Quem aplaudiu, como eu, a decisão do Governo de resgatar os terrenos aos concessionários relapsos não pode ficar calado perante este deboche que constitui a renovação da concessão do MJC.
Na verdade, não se percebe por que razão o Governo da RAEM foi, e bem, tão exigente para com os concessionários dos terrenos que não cumpriram as suas obrigações contratuais e é agora tão tolerante para com quem durante anos seguidos não cumpre.
Repare-se que a cláusula 29.º do Contrato de Concessão (1995) referia, sob a epígrafe “Rescisão do Contrato”, o seguinte:
“Um. Além do caso especial previsto no número quatro da cláusula anterior [suspensão da concessão por iniciativa do concedente], a concessionária fica ainda sujeita à rescisão deste contrato nos casos seguintes: (…)
c) Quando deixar de pagar à entidade concedente, nos prazos e pela forma estipulados, a renda, as percentagens e outras quantias previstas no presente contrato; (…)
Dois. A falta de pagamento da renda contratual e adicionais previstos neste contrato, bem como dos respectivos acréscimos percentuais, importa, sem prejuízo da rescisão da concessão, relaxe das respectivas dividas nos termos do Código das Execuções Fiscais.
Três. No caso da rescisão reverterão para o Território, sem direito a qualquer indemnização, o imóvel destinado à exploração do exclusivo e todos os móveis a ele afectos, as benfeitorias introduzidas no terreno arrendado e, bem assim a caução.

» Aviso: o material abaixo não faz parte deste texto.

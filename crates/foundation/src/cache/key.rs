//! Cache key derivation
//!
//! A request key must be identical for identical `(messages, tier)` inputs
//! across processes and restarts; the cache is keyed on it, so a
//! per-process-seeded hasher cannot be used here.

use crate::core::Message;
use sha2::{Digest, Sha256};

// Field/record separators keep the serialization unambiguous: without them,
// ("ab","c") and ("a","bc") would collide.
const FIELD_SEP: u8 = 0x1f;
const RECORD_SEP: u8 = 0x1e;

/// Derive the canonical cache key for a request.
///
/// Message order is significant and preserved; the same set of messages in
/// a different order yields a different key.
pub fn request_key(messages: &[Message], tier: &str) -> String {
    let mut hasher = Sha256::new();
    for message in messages {
        hasher.update(message.role.as_str().as_bytes());
        hasher.update([FIELD_SEP]);
        hasher.update(message.content.as_bytes());
        hasher.update([RECORD_SEP]);
    }
    hasher.update(tier.as_bytes());
    format!("{:x}", hasher.finalize())
}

Quatro. A rescisão deste contrato implicará, também, a rescisão do contrato de arrendamento do terreno, sem direito a qualquer indemnização.”

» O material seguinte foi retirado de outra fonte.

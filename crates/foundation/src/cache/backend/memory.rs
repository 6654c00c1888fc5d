//! In-process map backend
//!
//! The last slot in the fallback chain: a mutex-guarded map with an
//! application-enforced TTL and an LRU bound on entry count. Expiry is
//! lazy; an expired slot is deleted when it is next read, not by a
//! background sweep.

use super::CacheBackend;
use crate::cache::types::CacheEntry;
use crate::error::{Error, Result};
use std::collections::HashMap;
use std::sync::{Mutex, MutexGuard};
use std::time::{Duration, Instant};

#[derive(Debug)]
struct Slot {
    entry: CacheEntry,
    deadline: Instant,
    last_access: u64,
}

#[derive(Debug, Default)]
struct Inner {
    slots: HashMap<String, Slot>,
    access_counter: u64,
}

/// Mutex-guarded in-process cache backend
#[derive(Debug)]
pub struct MemoryBackend {
    inner: Mutex<Inner>,
    capacity: usize,
}

impl MemoryBackend {
    /// Create a backend bounded to `capacity` entries
    pub fn new(capacity: usize) -> Self {
        Self {
            inner: Mutex::new(Inner::default()),
            capacity: capacity.max(1),
        }
    }

    fn lock(&self) -> Result<MutexGuard<'_, Inner>> {
        self.inner
            .lock()
            .map_err(|_| Error::backend_op("memory", "mutex poisoned"))
    }

    /// Evict least-recently-used slots until the map fits the capacity
    fn evict_to_capacity(inner: &mut Inner, capacity: usize) {
        while inner.slots.len() > capacity {
            let lru_key = inner
                .slots
                .iter()
                .min_by_key(|(_, slot)| slot.last_access)
                .map(|(key, _)| key.clone());
            match lru_key {
                Some(key) => {
                    inner.slots.remove(&key);
                }
                None => break,
            }
        }
    }

    /// Number of stored slots (expired-but-unread slots included)
    pub fn len(&self) -> usize {
        self.inner.lock().map(|inner| inner.slots.len()).unwrap_or(0)
    }

    pub fn is_empty(&self) -> bool {
        self.len() == 0
    }
}

impl CacheBackend for MemoryBackend {
    fn name(&self) -> &'static str {
        "memory"
    }

    fn get(&self, key: &str) -> Result<Option<CacheEntry>> {
        let mut inner = self.lock()?;
        inner.access_counter += 1;
        let counter = inner.access_counter;

        // Check validity first, then re-borrow to mutate or remove.
        let expired = match inner.slots.get(key) {
            Some(slot) => slot.deadline <= Instant::now(),
            None => return Ok(None),
        };

        if expired {
            inner.slots.remove(key);
            return Ok(None);
        }

        if let Some(slot) = inner.slots.get_mut(key) {
            slot.last_access = counter;
            return Ok(Some(slot.entry.clone()));
        }
        Ok(None)
    }

    fn set(&self, key: &str, entry: &CacheEntry, ttl: Duration) -> Result<()> {
        let mut inner = self.lock()?;
        inner.access_counter += 1;
        let counter = inner.access_counter;

        inner.slots.insert(
            key.to_string(),
            Slot {
                entry: entry.clone(),
                deadline: Instant::now() + ttl,
                last_access: counter,
            },
        );

        Self::evict_to_capacity(&mut inner, self.capacity);
        Ok(())
    }

    fn delete(&self, key: &str) -> Result<()> {
        let mut inner = self.lock()?;
        inner.slots.remove(key);
        Ok(())
    }

    fn clear(&self) -> Result<()> {
        let mut inner = self.lock()?;
        inner.slots.clear();
        Ok(())
    }
}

A decisão tomada pelo Governo da RAEM de renovar a concessão do MJC, pela sua opacidade e irracionalidade económica, traz problemas acrescidos em relação a outras situações que envolvam o respeito pelos princípios da igualdade e da legalidade, designadamente em matéria de concursos públicos. Porque se um concessionário incumpridor pode ver a concessão renovada tendo violado em termos tão gravosos as suas obrigações para com o Governo da RAEM, então nada impede que uma empresa com dívidas ao fisco, porque é disto mesmo que se trata, se possa apresentar nesses concursos em condições de igualdade com as empresas que cumprem as suas obrigações fiscais. Para que servem a prestação de cauções e de garantias nas empreitadas?

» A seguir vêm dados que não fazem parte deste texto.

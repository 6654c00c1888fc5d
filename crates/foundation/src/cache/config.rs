//! Cache configuration
//!
//! Read once at construction; the host application owns loading these from
//! its config file or environment.

use serde::{Deserialize, Serialize};
use std::path::PathBuf;
use std::time::Duration;

/// Cache system configuration
#[derive(Debug, Clone, Default, Serialize, Deserialize)]
pub struct CacheConfig {
    /// Tiered lookup settings
    pub tiered: TieredCacheConfig,

    /// Backend chain settings
    pub backend: BackendChainConfig,
}

/// Tiered cache configuration
#[derive(Debug, Clone, Serialize, Deserialize)]
pub struct TieredCacheConfig {
    /// Enable the semantic (level 2) lookup path
    #[serde(default = "default_enable_semantic")]
    pub enable_semantic: bool,

    /// Enable the template (level 3) lookup path
    #[serde(default = "default_enable_template")]
    pub enable_template: bool,

    /// TTL for exact-match (level 1) entries, minutes
    #[serde(default = "default_level1_ttl_minutes")]
    pub level1_ttl_minutes: u64,

    /// TTL for semantic-match (level 2) entries, minutes
    #[serde(default = "default_level2_ttl_minutes")]
    pub level2_ttl_minutes: u64,

    /// TTL for template-match (level 3) entries, minutes
    #[serde(default = "default_level3_ttl_minutes")]
    pub level3_ttl_minutes: u64,
}

/// Which backend a chain slot refers to
#[derive(Debug, Clone, Copy, PartialEq, Eq, Serialize, Deserialize)]
#[serde(rename_all = "snake_case")]
pub enum BackendKind {
    Redis,
    Sqlite,
    Memory,
}

/// Backend chain configuration
///
/// The chain is an explicit ordered list tried once at startup; selection
/// never depends on probing for optionally-installed software.
#[derive(Debug, Clone, Serialize, Deserialize)]
pub struct BackendChainConfig {
    /// Backends to try, in order. The in-process map never fails to open,
    /// so ending the list with `Memory` guarantees a working cache.
    #[serde(default = "default_backends")]
    pub backends: Vec<BackendKind>,

    /// Redis connection URL
    #[serde(default = "default_redis_url")]
    pub redis_url: String,

    /// SQLite database path; `None` uses the per-user cache directory
    #[serde(default)]
    pub sqlite_path: Option<PathBuf>,

    /// Entry-count bound for the in-process map
    #[serde(default = "default_memory_capacity")]
    pub memory_capacity: usize,

    /// Bound on networked backend calls, milliseconds
    #[serde(default = "default_op_timeout_ms")]
    pub op_timeout_ms: u64,
}

// Default value functions
fn default_enable_semantic() -> bool {
    true
}
fn default_enable_template() -> bool {
    true
}
fn default_level1_ttl_minutes() -> u64 {
    1440
} // 24 hours
fn default_level2_ttl_minutes() -> u64 {
    720
} // 12 hours
fn default_level3_ttl_minutes() -> u64 {
    360
} // 6 hours
fn default_backends() -> Vec<BackendKind> {
    vec![BackendKind::Redis, BackendKind::Sqlite, BackendKind::Memory]
}
fn default_redis_url() -> String {
    "redis://127.0.0.1:6379".to_string()
}
fn default_memory_capacity() -> usize {
    1024
}
fn default_op_timeout_ms() -> u64 {
    2000
}

impl Default for TieredCacheConfig {
    fn default() -> Self {
        Self {
            enable_semantic: default_enable_semantic(),
            enable_template: default_enable_template(),
            level1_ttl_minutes: default_level1_ttl_minutes(),
            level2_ttl_minutes: default_level2_ttl_minutes(),
            level3_ttl_minutes: default_level3_ttl_minutes(),
        }
    }
}

impl Default for BackendChainConfig {
    fn default() -> Self {
        Self {
            backends: default_backends(),
            redis_url: default_redis_url(),
            sqlite_path: None,
            memory_capacity: default_memory_capacity(),
            op_timeout_ms: default_op_timeout_ms(),
        }
    }
}

impl TieredCacheConfig {
    /// Level 1 TTL as a Duration
    pub fn level1_ttl(&self) -> Duration {
        Duration::from_secs(self.level1_ttl_minutes * 60)
    }

    /// Level 2 TTL as a Duration
    pub fn level2_ttl(&self) -> Duration {
        Duration::from_secs(self.level2_ttl_minutes * 60)
    }

    /// Level 3 TTL as a Duration
    pub fn level3_ttl(&self) -> Duration {
        Duration::from_secs(self.level3_ttl_minutes * 60)
    }
}

impl BackendChainConfig {
    /// Operation timeout as a Duration
    pub fn op_timeout(&self) -> Duration {
        Duration::from_millis(self.op_timeout_ms)
    }
}

impl CacheConfig {
    /// Minimal config for resource-constrained environments: no external
    /// services, small in-process map, short TTLs.
    pub fn minimal() -> Self {
        Self {
            tiered: TieredCacheConfig {
                enable_semantic: false,
                enable_template: false,
                level1_ttl_minutes: 60,
                level2_ttl_minutes: 60,
                level3_ttl_minutes: 60,
            },
            backend: BackendChainConfig {
                backends: vec![BackendKind::Memory],
                memory_capacity: 256,
                ..Default::default()
            },
        }
    }

    /// Aggressive caching config: long TTLs, large in-process bound.
    pub fn performance() -> Self {
        Self {
            tiered: TieredCacheConfig {
                enable_semantic: true,
                enable_template: true,
                level1_ttl_minutes: 2880, // 48 hours
                level2_ttl_minutes: 1440,
                level3_ttl_minutes: 720,
            },
            backend: BackendChainConfig {
                memory_capacity: 4096,
                ..Default::default()
            },
        }
    }
}

#[cfg(test)]
mod tests {
    use super::*;

    #[test]
    fn test_defaults() {
        let config = CacheConfig::default();
        assert!(config.tiered.enable_semantic);
        assert_eq!(config.tiered.level1_ttl(), Duration::from_secs(86400));
        assert_eq!(
            config.backend.backends,
            vec![BackendKind::Redis, BackendKind::Sqlite, BackendKind::Memory]
        );
    }

    #[test]
    fn test_partial_deserialization_fills_defaults() {
        let config: TieredCacheConfig =
            serde_json::from_str(r#"{"level1_ttl_minutes": 5}"#).unwrap();
        assert_eq!(config.level1_ttl_minutes, 5);
        assert!(config.enable_semantic);
        assert_eq!(config.level2_ttl_minutes, 720);
    }

    #[test]
    fn test_minimal_preset() {
        let config = CacheConfig::minimal();
        assert!(!config.tiered.enable_semantic);
        assert_eq!(config.backend.backends, vec![BackendKind::Memory]);
    }

    #[test]
    fn test_backend_kind_serialization() {
        let kinds: Vec<BackendKind> =
            serde_json::from_str(r#"["redis", "sqlite", "memory"]"#).unwrap();
        assert_eq!(
            kinds,
            vec![BackendKind::Redis, BackendKind::Sqlite, BackendKind::Memory]
        );
    }
}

Pior do que tudo isso é que essa perversa decisão também desvirtua a livre concorrência entre empresas, permitindo que haja umas mais iguais do que outras a operar no mercado, com isso transmitindo um péssimo sinal à sociedade e aos jovens: na RAEM é possível deixar alegremente de cumprir contratos com o Governo, não havendo qualquer inconveniente nisso e sendo merecedor de um tratamento de favor, porque a simples promessa de se vir a cumprir, mesmo que não haja qualquer garantia, justifica uma extensão pornográfica do prazo da concessão, e ainda que daí não resulte benefício visível para o interesse público.
Espera-se pois que o Comissário Contra a Corrupção analise este processo de fio a pavio e seja tão rigoroso quanto o foi noutras situações para se perceber quem e em que medida falhou tão escandalosamente na defesa dos interesses da RAEM e da RPC. E para que o MP possa exercer as suas competências com o mesmo zelo com que acusou o deputado Sulu Sou, de maneira a que os senhores do Grupo de Ligação tenham alguma coisa decente com que se preocuparem.